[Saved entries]
Start of Block
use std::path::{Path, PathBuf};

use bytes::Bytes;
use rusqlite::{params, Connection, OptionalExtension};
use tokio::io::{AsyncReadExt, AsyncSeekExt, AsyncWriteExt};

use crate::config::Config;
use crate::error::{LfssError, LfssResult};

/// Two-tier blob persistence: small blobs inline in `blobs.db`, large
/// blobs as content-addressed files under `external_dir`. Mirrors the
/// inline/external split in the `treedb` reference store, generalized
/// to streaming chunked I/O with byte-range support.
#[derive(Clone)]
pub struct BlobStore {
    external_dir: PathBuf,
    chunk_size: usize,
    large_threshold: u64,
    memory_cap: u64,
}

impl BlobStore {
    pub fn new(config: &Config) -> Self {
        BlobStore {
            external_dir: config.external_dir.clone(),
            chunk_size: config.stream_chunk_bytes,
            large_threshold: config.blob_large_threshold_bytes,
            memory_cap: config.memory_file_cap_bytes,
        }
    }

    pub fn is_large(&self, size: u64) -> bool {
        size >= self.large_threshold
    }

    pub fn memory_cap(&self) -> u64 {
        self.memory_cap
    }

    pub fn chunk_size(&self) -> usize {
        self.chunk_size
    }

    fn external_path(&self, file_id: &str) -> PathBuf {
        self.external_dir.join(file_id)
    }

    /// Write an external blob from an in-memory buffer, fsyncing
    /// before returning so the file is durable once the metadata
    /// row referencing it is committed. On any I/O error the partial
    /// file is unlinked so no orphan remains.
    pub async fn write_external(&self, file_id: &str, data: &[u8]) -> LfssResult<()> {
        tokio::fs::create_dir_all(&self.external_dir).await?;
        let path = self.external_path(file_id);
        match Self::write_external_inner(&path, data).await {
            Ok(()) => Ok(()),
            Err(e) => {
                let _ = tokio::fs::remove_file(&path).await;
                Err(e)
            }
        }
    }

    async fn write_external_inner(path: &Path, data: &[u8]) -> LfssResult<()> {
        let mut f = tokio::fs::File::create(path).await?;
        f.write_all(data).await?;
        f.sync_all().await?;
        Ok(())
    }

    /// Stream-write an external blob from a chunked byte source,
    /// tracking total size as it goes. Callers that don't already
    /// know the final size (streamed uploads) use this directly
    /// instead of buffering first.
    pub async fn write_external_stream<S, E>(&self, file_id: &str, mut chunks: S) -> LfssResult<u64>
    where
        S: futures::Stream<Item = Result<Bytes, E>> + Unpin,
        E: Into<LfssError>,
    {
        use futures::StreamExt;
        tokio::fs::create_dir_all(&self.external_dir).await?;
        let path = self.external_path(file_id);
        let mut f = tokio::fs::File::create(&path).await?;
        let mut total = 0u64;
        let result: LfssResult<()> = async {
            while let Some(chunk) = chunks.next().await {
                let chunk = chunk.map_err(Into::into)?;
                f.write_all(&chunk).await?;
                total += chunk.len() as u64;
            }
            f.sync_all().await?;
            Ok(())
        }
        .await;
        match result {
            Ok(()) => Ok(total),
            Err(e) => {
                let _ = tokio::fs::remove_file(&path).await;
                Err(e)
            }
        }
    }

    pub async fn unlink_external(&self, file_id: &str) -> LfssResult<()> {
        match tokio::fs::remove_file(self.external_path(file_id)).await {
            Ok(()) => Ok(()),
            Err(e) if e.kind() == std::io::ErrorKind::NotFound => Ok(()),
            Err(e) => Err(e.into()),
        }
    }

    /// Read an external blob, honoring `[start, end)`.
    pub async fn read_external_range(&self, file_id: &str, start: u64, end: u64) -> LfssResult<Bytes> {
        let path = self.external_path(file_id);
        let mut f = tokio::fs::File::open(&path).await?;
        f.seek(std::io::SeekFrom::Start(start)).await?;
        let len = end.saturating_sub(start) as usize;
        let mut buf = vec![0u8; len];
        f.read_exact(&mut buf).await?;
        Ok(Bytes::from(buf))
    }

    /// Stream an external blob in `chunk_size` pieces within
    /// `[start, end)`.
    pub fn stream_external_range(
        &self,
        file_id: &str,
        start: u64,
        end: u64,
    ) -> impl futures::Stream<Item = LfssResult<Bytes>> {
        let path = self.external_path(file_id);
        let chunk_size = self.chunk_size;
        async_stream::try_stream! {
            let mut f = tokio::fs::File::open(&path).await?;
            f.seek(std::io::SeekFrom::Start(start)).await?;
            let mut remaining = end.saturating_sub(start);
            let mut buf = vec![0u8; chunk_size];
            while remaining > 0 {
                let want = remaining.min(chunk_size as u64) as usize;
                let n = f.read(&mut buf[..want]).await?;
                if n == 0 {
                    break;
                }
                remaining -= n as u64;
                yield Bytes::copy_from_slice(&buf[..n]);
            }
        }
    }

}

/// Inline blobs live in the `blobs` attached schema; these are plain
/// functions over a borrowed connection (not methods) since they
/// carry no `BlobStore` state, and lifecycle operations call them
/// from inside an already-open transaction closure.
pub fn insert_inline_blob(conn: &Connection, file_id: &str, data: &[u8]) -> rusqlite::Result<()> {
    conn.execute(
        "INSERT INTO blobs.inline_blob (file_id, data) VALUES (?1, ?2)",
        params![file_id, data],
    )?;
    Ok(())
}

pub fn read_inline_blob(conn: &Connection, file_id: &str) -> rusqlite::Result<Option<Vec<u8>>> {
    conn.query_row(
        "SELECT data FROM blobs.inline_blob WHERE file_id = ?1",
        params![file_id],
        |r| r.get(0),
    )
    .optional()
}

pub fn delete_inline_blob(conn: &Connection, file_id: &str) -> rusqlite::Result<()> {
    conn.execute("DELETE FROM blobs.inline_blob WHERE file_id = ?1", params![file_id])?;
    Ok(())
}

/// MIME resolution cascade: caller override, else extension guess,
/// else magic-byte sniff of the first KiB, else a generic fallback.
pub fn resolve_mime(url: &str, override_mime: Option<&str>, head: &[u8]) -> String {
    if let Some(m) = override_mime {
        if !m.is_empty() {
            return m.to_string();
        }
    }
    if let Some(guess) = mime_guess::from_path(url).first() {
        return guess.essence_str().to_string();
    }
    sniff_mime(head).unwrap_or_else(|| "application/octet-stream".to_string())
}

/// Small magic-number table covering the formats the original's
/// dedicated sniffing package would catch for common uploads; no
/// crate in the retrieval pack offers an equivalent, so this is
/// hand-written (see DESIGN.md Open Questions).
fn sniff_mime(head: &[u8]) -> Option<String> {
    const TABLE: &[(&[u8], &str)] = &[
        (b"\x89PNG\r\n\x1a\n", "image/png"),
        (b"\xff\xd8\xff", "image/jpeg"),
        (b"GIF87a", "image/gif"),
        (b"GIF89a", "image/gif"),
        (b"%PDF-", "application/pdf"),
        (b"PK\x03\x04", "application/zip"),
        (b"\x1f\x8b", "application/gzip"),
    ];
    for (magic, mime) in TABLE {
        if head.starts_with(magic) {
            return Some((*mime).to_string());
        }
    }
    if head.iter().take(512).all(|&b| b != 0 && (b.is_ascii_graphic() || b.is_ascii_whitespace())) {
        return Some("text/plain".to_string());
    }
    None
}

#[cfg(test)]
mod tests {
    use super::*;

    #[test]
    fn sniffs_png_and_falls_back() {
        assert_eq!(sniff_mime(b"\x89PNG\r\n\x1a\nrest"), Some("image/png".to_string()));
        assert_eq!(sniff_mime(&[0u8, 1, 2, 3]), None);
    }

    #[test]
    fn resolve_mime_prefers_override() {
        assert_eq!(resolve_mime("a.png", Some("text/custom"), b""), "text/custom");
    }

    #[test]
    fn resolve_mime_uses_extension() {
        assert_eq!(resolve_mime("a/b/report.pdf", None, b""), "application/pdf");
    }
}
End of Block
### TASK:
The range runs from the line above containing "pub struct BlobStore" to the line containing "in-memory buffer, fsyncing", inclusive. Restate those lines word for word and no others.

### RESPONSE BOX:
pub struct BlobStore {
    external_dir: PathBuf,
    chunk_size: usize,
    large_threshold: u64,
    memory_cap: u64,
}

impl BlobStore {
    pub fn new(config: &Config) -> Self {
        BlobStore {
            external_dir: config.external_dir.clone(),
            chunk_size: config.stream_chunk_bytes,
            large_threshold: config.blob_large_threshold_bytes,
            memory_cap: config.memory_file_cap_bytes,
        }
    }

    pub fn is_large(&self, size: u64) -> bool {
        size >= self.large_threshold
    }

    pub fn memory_cap(&self) -> u64 {
        self.memory_cap
    }

    pub fn chunk_size(&self) -> usize {
        self.chunk_size
    }

    fn external_path(&self, file_id: &str) -> PathBuf {
        self.external_dir.join(file_id)
    }

    /// Write an external blob from an in-memory buffer, fsyncing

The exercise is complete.